A mouse model to assess neointimal formation following endothelial denudation and bioresorbable stent implantation (671.12)

Abstract

Restenosis is a common response to bare‐metal stent implantation occurring in 16‐44% of patients. Drug‐eluting stents can reduce restenosis, but late‐stent thrombosis occurs in 0.4‐0.6% of patients following cessation of anti‐platelet therapy. Bioresorbable stents may limit both restenosis and late thrombosis. The goal of this work is to develop a mouse model that can be used to assess neointimal formation in response to injury and/or bioresorbable stent implantation.The endothelium was denuded in the abdominal aorta of C57Bl/6 mice using a nitinol device inserted into the femoral artery and confirmed using Evans Blue staining and histopathology.
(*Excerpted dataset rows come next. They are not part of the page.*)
//! Character scanner turning filter text into tokens.
//!
//! The lexer never fails: malformed input becomes an [`TokenKind::Error`] token positioned at
//! the first offending character, and the parser decides how to report it. Iteration ends
//! after the single [`TokenKind::Eof`] token.
//!
//! ```rust
//! use ffilter::{Lexer, TokenKind};
//!
//! let kinds = Lexer::new("tags IN ('a', 'b')")
//!     .map(|token| token.kind)
//!     .collect::<Vec<_>>();
//! assert_eq!(
//!     kinds,
//!     vec![
//!         TokenKind::Ident,
//!         TokenKind::In,
//!         TokenKind::LParen,
//!         TokenKind::String,
//!         TokenKind::Comma,
//!         TokenKind::String,
//!         TokenKind::RParen,
//!         TokenKind::Eof,
//!     ]
//! );
//! ```

use crate::{Position, Token, TokenKind};

#[derive(Debug, Clone)]
pub struct Lexer<'a> {
    source: &'a str,
    position: Position,
    finished: bool,
}

impl<'a> Lexer<'a> {
    pub fn new(source: &'a str) -> Self {
        Self {
            source,
            position: Position::start(),
            finished: false,
        }
    }

    /// Scans the next token. Returns `Eof` repeatedly once the input is exhausted.
    pub fn next_token(&mut self) -> Token {
        self.skip_whitespace();
        let start = self.position;

        let Some(ch) = self.peek() else {
            return Token::new(TokenKind::Eof, "", start);
        };

        match ch {
            '(' => self.single(TokenKind::LParen, start),
            ')' => self.single(TokenKind::RParen, start),
            '[' => self.single(TokenKind::LBrack, start),
            ']' => self.single(TokenKind::RBrack, start),
            ',' => self.single(TokenKind::Comma, start),
            '=' => self.operator('=', TokenKind::Eq, TokenKind::Error, start),
            '!' => self.operator('=', TokenKind::Ne, TokenKind::Error, start),
            '<' => self.operator('=', TokenKind::Le, TokenKind::Lt, start),
            '>' => self.operator('=', TokenKind::Ge, TokenKind::Gt, start),
            '\'' => self.string(start),
            '-' => self.number(start),
            ch if ch.is_ascii_digit() => self.number(start),
            ch if ch.is_alphabetic() || ch == '_' => self.word(start),
            _ => self.single(TokenKind::Error, start),
        }
    }

    fn peek(&self) -> Option<char> {
        self.source[self.position.offset..].chars().next()
    }

    fn bump(&mut self) -> Option<char> {
        let ch = self.peek()?;
        self.position.offset += ch.len_utf8();
        if ch == '\n' {
            self.position.line += 1;
            self.position.column = 1;
        } else {
            self.position.column += 1;
        }
        Some(ch)
    }

    fn bump_while(&mut self, predicate: impl Fn(char) -> bool) {
        while self.peek().is_some_and(&predicate) {
            self.bump();
        }
    }

    fn skip_whitespace(&mut self) {
        self.bump_while(char::is_whitespace);
    }

    fn lexeme(&self, start: Position) -> &'a str {
        &self.source[start.offset..self.position.offset]
    }

    fn emit(&self, kind: TokenKind, start: Position) -> Token {
        Token::new(kind, self.lexeme(start), start)
    }

    fn single(&mut self, kind: TokenKind, start: Position) -> Token {
        self.bump();
        self.emit(kind, start)
    }

    /// Scans a one-character operator that becomes `paired` when followed by `second`.
    fn operator(
        &mut self,
        second: char,
        paired: TokenKind,
        alone: TokenKind,
        start: Position,
    ) -> Token {
        self.bump();
        if self.peek() == Some(second) {
            self.bump();
            return self.emit(paired, start);
        }
        self.emit(alone, start)
    }

    fn number(&mut self, start: Position) -> Token {
        if self.peek() == Some('-') {
            self.bump();
        }
        if !self.peek().is_some_and(|ch| ch.is_ascii_digit()) {
            return self.emit(TokenKind::Error, start);
        }
        self.bump_while(|ch| ch.is_ascii_digit());

        if self.peek() == Some('.') {
            self.bump();
            if !self.peek().is_some_and(|ch| ch.is_ascii_digit()) {
                return self.emit(TokenKind::Error, start);
            }
            self.bump_while(|ch| ch.is_ascii_digit());
        }

        self.emit(TokenKind::Number, start)
    }

    fn word(&mut self, start: Position) -> Token {
        self.bump_while(|ch| ch.is_alphanumeric() || ch == '_');
        let kind = TokenKind::keyword(self.lexeme(start)).unwrap_or(TokenKind::Ident);
        self.emit(kind, start)
    }

    fn string(&mut self, start: Position) -> Token {
        self.bump();
        let mut value = String::new();

        loop {
            match self.bump() {
                None => return self.emit(TokenKind::Error, start),
                Some('\'') => return Token::new(TokenKind::String, value, start),
                Some('\\') => {
                    let escaped = match self.bump() {
                        Some('n') => '\n',
                        Some('t') => '\t',
                        Some('r') => '\r',
                        Some('\\') => '\\',
                        Some('\'') => '\'',
                        _ => return self.emit(TokenKind::Error, start),
                    };
                    value.push(escaped);
                }
                Some(ch) => value.push(ch),
            }
        }
    }
}

impl Iterator for Lexer<'_> {
    type Item = Token;

    fn next(&mut self) -> Option<Self::Item> {
        if self.finished {
            return None;
        }

        let token = self.next_token();
        if token.kind == TokenKind::Eof {
            self.finished = true;
        }
        Some(token)
    }
}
Bioresorbable stent implantation was performed by placing a stent (polymeric coil) in a PE tube, and advancing it into the abdominal aorta. Using a wire advancer, the stent was placed while withdrawing the tube simultaneously.Staining and histopathology revealed endothelial denudation of the abdominal aorta between the renal arteries and iliac bifurcation during acute procedures and increases in wall thickness and cellularity over 28 days. Direct visualization revealed that the polymeric stent can be delivered to area of endothelial denudation with no migration or distal embolization.In summary, we created a mouse model to assess neointimal formation following endothelial denudation and/or bioresorbable stent deployment. In the future, this model can be used to characterize gene expression and assess specific molecular pathways that contribute to restenosis and thrombosis.